Female MBA Enrollment Hits a Record High for 2021 School Year

Despite persistent gender gaps in MBA programs across the U.S., average female enrollment in full-time, in-person graduate business school degrees hit a record high for the 2021 academic year. 

Women make up, on average, 41% of incoming classes across 55 U.S. business schools, up from 38.5% last year, according to research released Friday by the Forté Foundation, a nonprofit working to create gender equity in business. In 2011, women made up only 31.8% of enrollees at 39 schools.

The numbers represent a “big step” in reaching gender parity in MBA programs, said Forté Foundation chief executive officer Elissa Sangster.
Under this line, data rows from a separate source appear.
//! Toy script runner.
//!
//! `simulate` scans Python-looking source line by line and fakes the output
//! of a handful of statement shapes. Nothing is evaluated: it only knows
//! `print(...)`, plain assignments, `for ... range(n)` headers and `def`
//! lines.

use crate::error::{Error, Result};
use once_cell::sync::Lazy;
use regex::Regex;

static PRINT_PATTERN: Lazy<Regex> = Lazy::new(|| Regex::new(r"print\(([^)]+)\)").unwrap());
static RANGE_PATTERN: Lazy<Regex> = Lazy::new(|| Regex::new(r"range\((\d+)\)").unwrap());
static DEF_PATTERN: Lazy<Regex> = Lazy::new(|| Regex::new(r"def\s+(\w+)").unwrap());
static NUMBER_PATTERN: Lazy<Regex> =
    Lazy::new(|| Regex::new(r"^[+-]?(\d+\.?\d*|\.\d+)([eE][+-]?\d+)?$").unwrap());

/// Output when a run printed nothing.
pub const NO_OUTPUT: &str = "# Script erfolgreich ausgeführt (keine Ausgabe generiert)\n";

/// Trailer appended to every run.
pub const END_MARKER: &str = "--- Ausführung beendet ---";

/// A starter script offered in the template gallery.
#[derive(Debug, Clone, Copy, PartialEq, Eq)]
pub struct ScriptTemplate {
    /// Gallery title.
    pub name: &'static str,
    /// One-line summary.
    pub description: &'static str,
    /// Source loaded into the editor.
    pub code: &'static str,
}

/// Built-in starter scripts.
pub const TEMPLATES: [ScriptTemplate; 6] = [
    ScriptTemplate {
        name: "Hello World",
        description: "Einfaches Hello World Beispiel",
        code: "print(\"Hello World!\")\nprint(\"Willkommen beim Script Runner!\")",
    },
    ScriptTemplate {
        name: "Variablen & Eingabe",
        description: "Arbeiten mit Variablen und Benutzereingaben",
        code: "# Variablen definieren\nname = \"Python\"\nversion = 3.9\n\n# Ausgabe formatieren\n\
print(f\"Sprache: {name}\")\nprint(f\"Version: {version}\")\n\n# Benutzereingabe simulieren\n\
# name = input(\"Wie heißt du? \")\n# print(f\"Hallo {name}!\")",
    },
    ScriptTemplate {
        name: "Schleifen",
        description: "For- und While-Schleifen",
        code: "# For-Schleife\nprint(\"For-Schleife:\")\nfor i in range(5):\n    print(f\"Zahl: {i}\")\n\n\
# While-Schleife\nprint(\"\\nWhile-Schleife:\")\ncount = 0\nwhile count < 3:\n    print(f\"Count: {count}\")\n    count += 1",
    },
    ScriptTemplate {
        name: "Listen & Dictionaries",
        description: "Arbeiten mit Listen und Dictionaries",
        code: "# Listen\nfruits = [\"Apfel\", \"Banane\", \"Orange\"]\nprint(\"Früchte:\", fruits)\n\n\
for fruit in fruits:\n    print(f\"- {fruit}\")\n\n# Dictionary\nperson = {\n    \"name\": \"Max\",\n    \"age\": 25,\n\
    \"city\": \"Berlin\"\n}\n\nfor key, value in person.items():\n    print(f\"{key}: {value}\")",
    },
    ScriptTemplate {
        name: "Funktionen",
        description: "Funktionen definieren und verwenden",
        code: "# Einfache Funktion\ndef greet(name):\n    return f\"Hallo {name}!\"\n\n\
# Funktion mit mehreren Parametern\ndef add_numbers(a, b):\n    return a + b\n\n# Funktionen aufrufen\n\
print(greet(\"Python\"))\nprint(f\"5 + 3 = {add_numbers(5, 3)}\")\n\n# Lambda Funktion\nsquare = lambda x: x ** 2\n\
print(f\"4 zum Quadrat = {square(4)}\")",
    },
    ScriptTemplate {
        name: "Mathematik",
        description: "Mathematische Operationen und Berechnungen",
        code: "import math\n\n# Grundrechenarten\na, b = 10, 3\nprint(f\"Addition: {a} + {b} = {a + b}\")\n\
print(f\"Subtraktion: {a} - {b} = {a - b}\")\nprint(f\"Multiplikation: {a} * {b} = {a * b}\")\n\
print(f\"Division: {a} / {b} = {a / b:.2f}\")\n\n# Erweiterte Mathematik\nprint(f\"Quadratwurzel von 16: {math.sqrt(16)}\")\n\
print(f\"Pi: {math.pi:.4f}\")\nprint(f\"Sinus von 90°: {math.sin(math.radians(90))}\")",
    },
];

/// A value bound by an assignment line.
#[derive(Debug, Clone, PartialEq)]
enum Value {
    Text(String),
    Number(f64),
}

impl Value {
    fn parse(raw: &str) -> Self {
        if let Some(inner) = quoted(raw, '"').or_else(|| quoted(raw, '\'')) {
            return Self::Text(inner.to_string());
        }
        if NUMBER_PATTERN.is_match(raw) {
            if let Ok(n) = raw.parse::<f64>() {
                return Self::Number(n);
            }
        }
        Self::Text(raw.to_string())
    }

    /// Empty strings and zero do not count as a bound value when printing
    /// a bare name.
    fn is_truthy(&self) -> bool {
        match self {
            Self::Text(s) => !s.is_empty(),
            Self::Number(n) => *n != 0.0,
        }
    }

    fn render(&self) -> String {
        match self {
            Self::Text(s) => s.clone(),
            #[allow(clippy::cast_possible_truncation)]
            Self::Number(n) if n.fract() == 0.0 && n.abs() < 1e15 => format!("{}", *n as i64),
            Self::Number(n) => n.to_string(),
        }
    }
}

/// The text between matching quotes, if `s` is wrapped in `quote`.
fn quoted(s: &str, quote: char) -> Option<&str> {
    if s.starts_with(quote) && s.ends_with(quote) {
        Some(s.get(1..s.len() - 1).unwrap_or(""))
    } else {
        None
    }
}

/// Variables in first-assignment order.
#[derive(Debug, Default)]
struct Variables(Vec<(String, Value)>);

impl Variables {
    fn set(&mut self, name: &str, value: Value) {
        match self.0.iter_mut().find(|(n, _)| n == name) {
            Some(slot) => slot.1 = value,
            None => self.0.push((name.to_string(), value)),
        }
    }

    fn get(&self, name: &str) -> Option<&Value> {
        self.0.iter().find(|(n, _)| n == name).map(|(_, v)| v)
    }

    fn interpolate(&self, template: &str) -> String {
        self.0.iter().fold(template.to_string(), |acc, (name, value)| {
            acc.replace(&format!("{{{name}}}"), &value.render())
        })
    }
}

fn print_line(argument: &str, vars: &Variables) -> String {
    if let Some(inner) = quoted(argument, '"').or_else(|| quoted(argument, '\'')) {
        return inner.to_string();
    }
    if argument.starts_with("f\"") || argument.starts_with("f'") {
        let body = argument.get(2..argument.len() - 1).unwrap_or("");
        return vars.interpolate(body);
    }
    match vars.get(argument) {
        Some(value) if value.is_truthy() => value.render(),
        _ => argument.to_string(),
    }
}

/// Fake a run of `source` and return its output.
///
/// # Errors
///
/// Returns a validation error when `source` is blank.
pub fn simulate(source: &str) -> Result<String> {
    let source = source.trim();
    if source.is_empty() {
        return Err(Error::validation("Kein Code zum Ausführen vorhanden"));
    }

    let mut output = String::new();
    let mut vars = Variables::default();

    for line in source.split('\n') {
        let trimmed = line.trim();
        if trimmed.is_empty() || trimmed.starts_with('#') {
            continue;
        }

        if trimmed.starts_with("print(") {
            if let Some(caps) = PRINT_PATTERN.captures(trimmed) {
                output.push_str(&print_line(&caps[1], &vars));
                output.push('\n');
            }
        }

        if trimmed.contains('=') && !trimmed.contains("==") && !trimmed.contains("!=") {
            let parts: Vec<&str> = trimmed.split('=').collect();
            if let [name, value] = parts.as_slice() {
                vars.set(name.trim(), Value::parse(value.trim()));
            }
        }

        if trimmed.starts_with("for ") && trimmed.contains("range(") {
            if let Some(caps) = RANGE_PATTERN.captures(trimmed) {
                let count = caps[1].parse::<u64>().map_or_else(|_| caps[1].to_string(), |n| n.to_string());
                output.push_str(&format!("# For-Schleife mit {count} Iterationen ausgeführt\n"));
            }
        }

        if trimmed.starts_with("def ") {
            if let Some(caps) = DEF_PATTERN.captures(trimmed) {
                output.push_str(&format!("# Funktion '{}' definiert\n", &caps[1]));
            }
        }
    }

    if output.trim().is_empty() {
        output = NO_OUTPUT.to_string();
    }
    output.push('\n');
    output.push_str(END_MARKER);
    Ok(output)
}

#[cfg(test)]
mod tests {
    use super::*;

    fn body(output: &str) -> &str {
        output.strip_suffix(&format!("\n{END_MARKER}")).unwrap()
    }

    #[test]
    fn test_blank_source_is_rejected() {
        let err = simulate("  \n\t").unwrap_err();
        assert!(err.is_validation());
    }

    #[test]
    fn test_print_literals() {
        let out = simulate("print(\"Hello\")\nprint('World')").unwrap();
        assert_eq!(body(&out), "Hello\nWorld\n");
    }

    #[test]
    fn test_fstring_uses_variables() {
        let out = simulate("name = \"Python\"\nversion = 3.90\nprint(f\"{name} {version}\")").unwrap();
        assert_eq!(body(&out), "Python 3.9\n");
    }

    #[test]
    fn test_bare_name_prints_value_or_itself() {
        let out = simulate("x = 5\nzero = 0\nprint(x)\nprint(zero)\nprint(y)").unwrap();
        assert_eq!(body(&out), "5\nzero\ny\n");
    }

    #[test]
    fn test_loops_and_functions_are_announced() {
        let out = simulate("for i in range(05):\n    pass\ndef greet(name):\n    return name").unwrap();
        assert_eq!(
            body(&out),
            "# For-Schleife mit 5 Iterationen ausgeführt\n# Funktion 'greet' definiert\n"
        );
    }

    #[test]
    fn test_comparisons_are_not_assignments() {
        let out = simulate("a = 1\nif a == 2:\n    pass\nprint(a)").unwrap();
        assert_eq!(body(&out), "1\n");
    }

    #[test]
    fn test_no_output_message() {
        let out = simulate("# only a comment\nx = 1").unwrap();
        assert_eq!(out, format!("{NO_OUTPUT}\n{END_MARKER}"));
    }

    #[test]
    fn test_hello_world_template() {
        let out = simulate(TEMPLATES[0].code).unwrap();
        assert_eq!(body(&out), "Hello World!\nWillkommen beim Script Runner!\n");
    }

    #[test]
    fn test_every_template_runs() {
        for template in TEMPLATES {
            let out = simulate(template.code).unwrap();
            assert!(out.ends_with(END_MARKER), "{}", template.name);
        }
    }
}
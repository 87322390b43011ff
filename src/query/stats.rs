//! Statistics aggregators.
//!
//! Pure functions over the full, unfiltered collection. Field names
//! serialize camelCase so the blocks drop straight into export files.

use crate::models::{Note, Project, ProjectStatus, SavedScript, Task};
use chrono::{DateTime, Duration, Utc};
use serde::Serialize;
use std::collections::HashSet;

/// Window for the "recent notes" count.
pub const RECENT_WINDOW_DAYS: i64 = 7;

/// Task summary counts.
#[derive(Debug, Clone, Copy, PartialEq, Eq, Default, Serialize)]
#[serde(rename_all = "camelCase")]
pub struct TaskStats {
    /// All records.
    pub total: usize,
    /// Not yet completed.
    pub pending: usize,
    /// Completed.
    pub completed: usize,
    /// Rounded percentage of completed tasks; 0 for an empty list.
    pub completion_rate: u32,
}

/// Note summary counts.
#[derive(Debug, Clone, Copy, PartialEq, Eq, Default, Serialize)]
#[serde(rename_all = "camelCase")]
pub struct NoteStats {
    /// All records.
    pub total: usize,
    /// Distinct categories actually in use.
    pub categories: usize,
    /// Created within the last seven days.
    pub recent: usize,
    /// Words across titles and contents.
    pub words: usize,
}

/// Project summary counts.
#[derive(Debug, Clone, Copy, PartialEq, Eq, Default, Serialize)]
#[serde(rename_all = "camelCase")]
pub struct ProjectStats {
    /// All records.
    pub total: usize,
    /// In the active status.
    pub active: usize,
    /// Completed.
    pub completed: usize,
    /// Past their deadline and not finished.
    pub overdue: usize,
}

/// Script library summary.
#[derive(Debug, Clone, Copy, PartialEq, Eq, Default, Serialize)]
pub struct ScriptStats {
    /// All records.
    pub total: usize,
}

/// `round(part / total * 100)` with halves rounded up; 0 when `total` is 0.
#[must_use]
pub fn percentage(part: usize, total: usize) -> u32 {
    if total == 0 {
        return 0;
    }
    let rounded = (part * 200 + total) / (total * 2);
    u32::try_from(rounded).unwrap_or(u32::MAX)
}

/// Summarize a task list.
#[must_use]
pub fn task_stats(tasks: &[Task]) -> TaskStats {
    let total = tasks.len();
    let completed = tasks.iter().filter(|t| t.completed).count();
    TaskStats { total, pending: total - completed, completed, completion_rate: percentage(completed, total) }
}

/// Words in one note: title and content joined by a space, split on
/// whitespace runs. An empty note has zero words.
#[must_use]
pub fn note_word_count(note: &Note) -> usize {
    note.title.split_whitespace().count() + note.content.split_whitespace().count()
}

/// Summarize a note list relative to `now`.
#[must_use]
pub fn note_stats(notes: &[Note], now: DateTime<Utc>) -> NoteStats {
    let cutoff = now - Duration::days(RECENT_WINDOW_DAYS);
    let categories: HashSet<_> = notes.iter().map(|n| n.category).collect();
    NoteStats {
        total: notes.len(),
        categories: categories.len(),
        recent: notes.iter().filter(|n| n.created_at > cutoff).count(),
        words: notes.iter().map(note_word_count).sum(),
    }
}

/// Summarize a project list; overdue is evaluated against `now`.
#[must_use]
pub fn project_stats(projects: &[Project], now: DateTime<Utc>) -> ProjectStats {
    let count = |status| projects.iter().filter(|p| p.status == status).count();
    ProjectStats {
        total: projects.len(),
        active: count(ProjectStatus::Active),
        completed: count(ProjectStatus::Completed),
        overdue: projects.iter().filter(|p| p.is_overdue(now)).count(),
    }
}

/// Summarize the script library.
#[must_use]
pub fn script_stats(scripts: &[SavedScript]) -> ScriptStats {
    ScriptStats { total: scripts.len() }
}
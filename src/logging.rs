//! Rolling file logging for the CLI process.
//!
//! # Invariants
//! - Logging init is idempotent for the same directory and level.
//! - Re-initialization with a different directory or level is rejected.
//! - Only metadata (ids, counts, selectors) is logged, never record content.

use crate::error::{Error, Result};
use flexi_logger::{Cleanup, Criterion, FileSpec, Logger, LoggerHandle, Naming, WriteMode};
use log::info;
use once_cell::sync::OnceCell;
use std::path::{Path, PathBuf};

const LOG_FILE_BASENAME: &str = "deskmate";
const MAX_LOG_FILE_SIZE_BYTES: u64 = 10 * 1024 * 1024;
const MAX_LOG_FILES: usize = 5;

static LOGGING_STATE: OnceCell<LoggingState> = OnceCell::new();

struct LoggingState {
    level: &'static str,
    log_dir: PathBuf,
    _logger: LoggerHandle,
}

/// Initializes file logging with level and directory.
///
/// # Errors
/// - Returns an error when `level` is unsupported.
/// - Returns an error when `log_dir` cannot be created.
/// - Returns an error when logging is already active with another level or directory.
pub fn init_logging(level: &str, log_dir: &Path) -> Result<()> {
    let normalized_level = normalize_level(level)?;

    if let Some(state) = LOGGING_STATE.get() {
        return check_matches(state, normalized_level, log_dir);
    }

    let state = LOGGING_STATE.get_or_try_init(|| -> Result<LoggingState> {
        std::fs::create_dir_all(log_dir)?;

        let logger = Logger::try_with_str(normalized_level)
            .map_err(|err| Error::Logging(format!("invalid log level `{normalized_level}`: {err}")))?
            .log_to_file(FileSpec::default().directory(log_dir).basename(LOG_FILE_BASENAME))
            .rotate(
                Criterion::Size(MAX_LOG_FILE_SIZE_BYTES),
                Naming::Numbers,
                Cleanup::KeepLogFiles(MAX_LOG_FILES),
            )
            .write_mode(WriteMode::BufferAndFlush)
            .append()
            .format_for_files(flexi_logger::detailed_format)
            .start()
            .map_err(|err| Error::Logging(format!("failed to start logger: {err}")))?;

        info!(
            "event=app_start module=logging status=ok version={} level={} log_dir={}",
            crate::VERSION,
            normalized_level,
            log_dir.display()
        );

        Ok(LoggingState {
            level: normalized_level,
            log_dir: log_dir.to_path_buf(),
            _logger: logger,
        })
    })?;

    check_matches(state, normalized_level, log_dir)
}

/// Returns `(level, log_dir)` when logging is active.
pub fn logging_status() -> Option<(&'static str, PathBuf)> {
    LOGGING_STATE.get().map(|state| (state.level, state.log_dir.clone()))
}

fn check_matches(state: &LoggingState, level: &'static str, log_dir: &Path) -> Result<()> {
    if state.log_dir != log_dir {
        return Err(Error::Logging(format!(
            "logging already initialized at `{}`; refusing to switch to `{}`",
            state.log_dir.display(),
            log_dir.display()
        )));
    }
    if state.level != level {
        return Err(Error::Logging(format!(
            "logging already initialized with level `{}`; refusing to switch to `{level}`",
            state.level
        )));
    }
    Ok(())
}

fn normalize_level(level: &str) -> Result<&'static str> {
    match level.trim().to_ascii_lowercase().as_str() {
        "trace" => Ok("trace"),
        "debug" => Ok("debug"),
        "info" => Ok("info"),
        "warn" | "warning" => Ok("warn"),
        "error" => Ok("error"),
        other => Err(Error::Logging(format!(
            "unsupported log level `{other}`; expected trace|debug|info|warn|error"
        ))),
    }
}

#[cfg(test)]
mod tests {
    use super::*;
    use tempfile::TempDir;

    #[test]
    fn test_normalize_level_accepts_known_values() {
        assert_eq!(normalize_level("INFO").unwrap(), "info");
        assert_eq!(normalize_level(" warning ").unwrap(), "warn");
        assert_eq!(normalize_level("trace").unwrap(), "trace");
    }

    #[test]
    fn test_normalize_level_rejects_unknown() {
        let err = normalize_level("verbose").unwrap_err();
        assert!(err.to_string().contains("unsupported log level"));
    }

    // Logging state is process-global, so this is the only test that initializes it.
    #[test]
    fn test_init_logging_is_idempotent_and_rejects_conflicts() {
        let dir = TempDir::new().unwrap();
        let log_dir = dir.path().join("logs");

        init_logging("info", &log_dir).unwrap();
        init_logging("INFO", &log_dir).unwrap();
        assert!(log_dir.exists());

        let level_err = init_logging("debug", &log_dir).unwrap_err();
        assert!(level_err.to_string().contains("refusing to switch"));

        let other = dir.path().join("elsewhere");
        let dir_err = init_logging("info", &other).unwrap_err();
        assert!(dir_err.to_string().contains("refusing to switch"));

        let (level, active_dir) = logging_status().unwrap();
        assert_eq!(level, "info");
        assert_eq!(active_dir, log_dir);
    }
}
She suspects some of these women are, like many Americans, partaking in the Great Resignation

“A little time of reflection never hurts—time to kind of really stop and think and understand what your priorities are going forward,” Sangster said. “The pandemic gave that opportunity.”

This year’s numbers may have also been higher, she said, due to deferred acceptances from 2020, when vaccines hadn’t yet rolled out and many children’s schools were still closed. 

An MBA is one of the more lucrative graduate degrees. While women make up the majority of graduate and undergraduate students in the U.S., they still lag in paths that lead to high-paying, and high-powered jobs, including math and science programs. Only five schools surveyed by Bloomberg Businessweek this year for its Best B-School’s Diversity index have majority female cohorts. Less than 10% of S&P 500 CEOs are women. 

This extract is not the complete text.